→ **INSTRUCTIONS TO FOLLOW**:
Give back exactly the lines of the entries below from the line with "job.transition(status, error, result, Utc::now());" to the line with "impl ReportJobStore for PgReportJobStore", inclusive, and only those.

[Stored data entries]
══════════

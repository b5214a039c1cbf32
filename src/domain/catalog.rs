//! Catalog domain types: labor roles, cost modules and the multiplier tables.

use serde::{Deserialize, Serialize};
use std::collections::BTreeMap;

/// Project size band
#[derive(Debug, Clone, Copy, Serialize, Deserialize, PartialEq, Eq, Hash)]
pub enum ComplexityLevel {
    #[serde(rename = "S")]
    Small,
    #[serde(rename = "M")]
    Medium,
    #[serde(rename = "L")]
    Large,
    #[serde(rename = "XL")]
    ExtraLarge,
}

impl ComplexityLevel {
    pub fn code(&self) -> &'static str {
        match self {
            Self::Small => "S",
            Self::Medium => "M",
            Self::Large => "L",
            Self::ExtraLarge => "XL",
        }
    }
}

impl Default for ComplexityLevel {
    fn default() -> Self {
        Self::Medium
    }
}

impl std::fmt::Display for ComplexityLevel {
    fn fmt(&self, f: &mut std::fmt::Formatter<'_>) -> std::fmt::Result {
        f.write_str(self.code())
    }
}

/// Practice area a module belongs to
#[derive(Debug, Clone, Copy, Serialize, Deserialize, PartialEq, Eq, Hash, PartialOrd, Ord)]
pub enum FocusArea {
    #[serde(rename = "DT")]
    DigitalTransformation,
    #[serde(rename = "ITM")]
    ItModernization,
    #[serde(rename = "SA")]
    SecurityAssurance,
    #[serde(rename = "CM")]
    CloudMigration,
    #[serde(rename = "DA")]
    DataAnalytics,
}

impl FocusArea {
    pub const ALL: [FocusArea; 5] = [
        Self::DigitalTransformation,
        Self::ItModernization,
        Self::SecurityAssurance,
        Self::CloudMigration,
        Self::DataAnalytics,
    ];

    pub fn code(&self) -> &'static str {
        match self {
            Self::DigitalTransformation => "DT",
            Self::ItModernization => "ITM",
            Self::SecurityAssurance => "SA",
            Self::CloudMigration => "CM",
            Self::DataAnalytics => "DA",
        }
    }

    pub fn label(&self) -> &'static str {
        match self {
            Self::DigitalTransformation => "Digital Transformation",
            Self::ItModernization => "IT Modernization",
            Self::SecurityAssurance => "Security Assurance",
            Self::CloudMigration => "Cloud Migration",
            Self::DataAnalytics => "Data Analytics",
        }
    }
}

impl std::fmt::Display for FocusArea {
    fn fmt(&self, f: &mut std::fmt::Formatter<'_>) -> std::fmt::Result {
        f.write_str(self.code())
    }
}

/// Labor category with its rate adjustments
#[derive(Debug, Clone, Serialize, Deserialize)]
pub struct Role {
    pub id: String,
    pub name: String,
    pub base_hourly_rate: f64,
    pub clearance_multiplier: BTreeMap<String, f64>,
    pub geography_multiplier: BTreeMap<String, f64>,
}

impl Role {
    pub fn new(id: &str, name: &str, base_hourly_rate: f64) -> Self {
        Self {
            id: id.to_string(),
            name: name.to_string(),
            base_hourly_rate,
            clearance_multiplier: [
                ("none", 1.0),
                ("public_trust", 1.1),
                ("secret", 1.3),
                ("top_secret", 1.6),
            ]
            .into_iter()
            .map(|(k, v)| (k.to_string(), v))
            .collect(),
            geography_multiplier: [
                ("dc_metro", 1.2),
                ("major_city", 1.1),
                ("standard", 1.0),
                ("rural", 0.9),
            ]
            .into_iter()
            .map(|(k, v)| (k.to_string(), v))
            .collect(),
        }
    }
}

/// Unit of estimable work with base hours per role
#[derive(Debug, Clone, Serialize, Deserialize)]
pub struct Module {
    pub id: String,
    pub name: String,
    pub focus_area: FocusArea,
    /// Ordered by role id so breakdowns are deterministic
    pub base_hours_by_role: BTreeMap<String, f64>,
    #[serde(default)]
    pub prerequisites: Vec<String>,
    #[serde(default = "default_risk_factor")]
    pub risk_factor: f64,
}

fn default_risk_factor() -> f64 {
    1.0
}

impl Module {
    pub fn base_hours(&self) -> f64 {
        self.base_hours_by_role.values().sum()
    }
}

/// Hours multipliers keyed by delivery context
#[derive(Debug, Clone, Serialize)]
pub struct ComplexityMatrix {
    pub environment_factor: BTreeMap<String, f64>,
    pub integration_complexity: BTreeMap<String, f64>,
}

impl ComplexityMatrix {
    pub fn base_multiplier(level: ComplexityLevel) -> f64 {
        match level {
            ComplexityLevel::Small => 0.7,
            ComplexityLevel::Medium => 1.0,
            ComplexityLevel::Large => 1.6,
            ComplexityLevel::ExtraLarge => 2.3,
        }
    }
}

impl Default for ComplexityMatrix {
    fn default() -> Self {
        let table = |pairs: &[(&str, f64)]| {
            pairs
                .iter()
                .map(|(k, v)| (k.to_string(), *v))
                .collect::<BTreeMap<_, _>>()
        };
        Self {
            environment_factor: table(&[
                ("development", 1.0),
                ("staging", 1.2),
                ("production", 1.5),
                ("classified", 2.0),
            ]),
            integration_complexity: table(&[
                ("standalone", 1.0),
                ("light_integration", 1.2),
                ("moderate_integration", 1.5),
                ("heavy_integration", 2.0),
            ]),
        }
    }
}

/// Business rules applied on top of labor
#[derive(Debug, Clone, Serialize)]
pub struct EstimationRules {
    pub min_project_hours: f64,
    pub max_single_module_hours: f64,
    pub utilization_rate: f64,
    pub risk_reserve_percentage: f64,
    pub overhead_multiplier: f64,
    pub prime_contractor_margin: f64,
    /// Added to the hours multiplier for each site beyond the first
    pub site_multiplier_step: f64,
    pub overtime_rate_premium: f64,
    pub default_actuals_weight: f64,
    pub annual_hours: f64,
}

impl Default for EstimationRules {
    fn default() -> Self {
        Self {
            min_project_hours: 40.0,
            max_single_module_hours: 2000.0,
            utilization_rate: 0.85,
            risk_reserve_percentage: 0.15,
            overhead_multiplier: 1.2,
            prime_contractor_margin: 0.15,
            site_multiplier_step: 0.10,
            overtime_rate_premium: 1.10,
            default_actuals_weight: 0.5,
            annual_hours: 2080.0,
        }
    }
}

#[derive(Debug, Clone, Serialize)]
pub struct FocusAreaInfo {
    pub code: FocusArea,
    pub label: &'static str,
    pub module_count: usize,
}
//! Async report job persistence

use async_trait::async_trait;
use chrono::Utc;
use parking_lot::Mutex;
use serde_json::Value;
use sqlx::types::Json;
use sqlx::PgPool;
use std::collections::HashMap;

use super::{new_id, StoreResult};
use crate::domain::jobs::{JobKind, JobStatus, ReportJob};

#[async_trait]
pub trait ReportJobStore: Send + Sync {
    async fn get_job(&self, job_id: &str) -> StoreResult<Option<ReportJob>>;

    async fn save_job(&self, job: &ReportJob) -> StoreResult<()>;

    /// New job in `queued`
    async fn create_job(
        &self,
        owner_email: &str,
        job_kind: JobKind,
        request_payload: Value,
    ) -> StoreResult<ReportJob> {
        let job = ReportJob::new(new_id("job"), owner_email, job_kind, request_payload);
        self.save_job(&job).await?;
        Ok(job)
    }

    /// None when the job does not exist
    async fn update_status(
        &self,
        job_id: &str,
        status: JobStatus,
        error: Option<String>,
        result: Option<Value>,
    ) -> StoreResult<Option<ReportJob>> {
        let Some(mut job) = self.get_job(job_id).await? else {
            return Ok(None);
        };
        job.transition(status, error, result, Utc::now());
        self.save_job(&job).await?;
        Ok(Some(job))
    }
}

#[derive(Default)]
pub struct MemoryReportJobStore {
    jobs: Mutex<HashMap<String, ReportJob>>,
}

#[async_trait]
impl ReportJobStore for MemoryReportJobStore {
    async fn get_job(&self, job_id: &str) -> StoreResult<Option<ReportJob>> {
        Ok(self.jobs.lock().get(job_id).cloned())
    }

    async fn save_job(&self, job: &ReportJob) -> StoreResult<()> {
        self.jobs.lock().insert(job.job_id.clone(), job.clone());
        Ok(())
    }
}

pub struct PgReportJobStore {
    pool: PgPool,
}

impl PgReportJobStore {
    pub fn new(pool: PgPool) -> Self {
        Self { pool }
    }
}

#[async_trait]
impl ReportJobStore for PgReportJobStore {
    async fn get_job(&self, job_id: &str) -> StoreResult<Option<ReportJob>> {
        let row: Option<(Json<ReportJob>,)> =
            sqlx::query_as("SELECT body FROM report_jobs WHERE job_id = $1")
                .bind(job_id)
                .fetch_optional(&self.pool)
                .await?;
        Ok(row.map(|(Json(job),)| job))
    }

    async fn save_job(&self, job: &ReportJob) -> StoreResult<()> {
        sqlx::query(
            "INSERT INTO report_jobs (job_id, owner_email, body) VALUES ($1, $2, $3) \
             ON CONFLICT (job_id) DO UPDATE SET body = EXCLUDED.body",
        )
        .bind(&job.job_id)
        .bind(&job.owner_email)
        .bind(Json(job))
        .execute(&self.pool)
        .await?;
        Ok(())
    }
}

#[cfg(test)]
mod tests {
    use super::*;
    use serde_json::json;

    #[tokio::test]
    async fn test_job_lifecycle() {
        let store = MemoryReportJobStore::default();
        let job = store
            .create_job("a@x.gov", JobKind::Report, json!({"modules": ["sa_audit"]}))
            .await
            .unwrap();
        assert!(job.job_id.starts_with("job_"));
        assert_eq!(job.status, JobStatus::Queued);

        let running = store
            .update_status(&job.job_id, JobStatus::Running, None, None)
            .await
            .unwrap()
            .unwrap();
        assert!(running.started_at.is_some());
        assert!(running.finished_at.is_none());

        let done = store
            .update_status(
                &job.job_id,
                JobStatus::Completed,
                None,
                Some(json!({"filename": "x.pdf"})),
            )
            .await
            .unwrap()
            .unwrap();
        assert_eq!(done.started_at, running.started_at);
        assert!(done.finished_at.is_some());
        assert_eq!(done.result_payload, Some(json!({"filename": "x.pdf"})));

        let stored = store.get_job(&job.job_id).await.unwrap().unwrap();
        assert_eq!(stored.status, JobStatus::Completed);

        assert!(store
            .update_status("job_missing", JobStatus::Running, None, None)
            .await
            .unwrap()
            .is_none());
    }
}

══════════

→ **OUTPUT OF THE EXERCISE**:
        job.transition(status, error, result, Utc::now());
        self.save_job(&job).await?;
        Ok(Some(job))
    }
}

#[derive(Default)]
pub struct MemoryReportJobStore {
    jobs: Mutex<HashMap<String, ReportJob>>,
}

#[async_trait]
impl ReportJobStore for MemoryReportJobStore {
    async fn get_job(&self, job_id: &str) -> StoreResult<Option<ReportJob>> {
        Ok(self.jobs.lock().get(job_id).cloned())
    }

    async fn save_job(&self, job: &ReportJob) -> StoreResult<()> {
        self.jobs.lock().insert(job.job_id.clone(), job.clone());
        Ok(())
    }
}

pub struct PgReportJobStore {
    pool: PgPool,
}

impl PgReportJobStore {
    pub fn new(pool: PgPool) -> Self {
        Self { pool }
    }
}

#[async_trait]
impl ReportJobStore for PgReportJobStore {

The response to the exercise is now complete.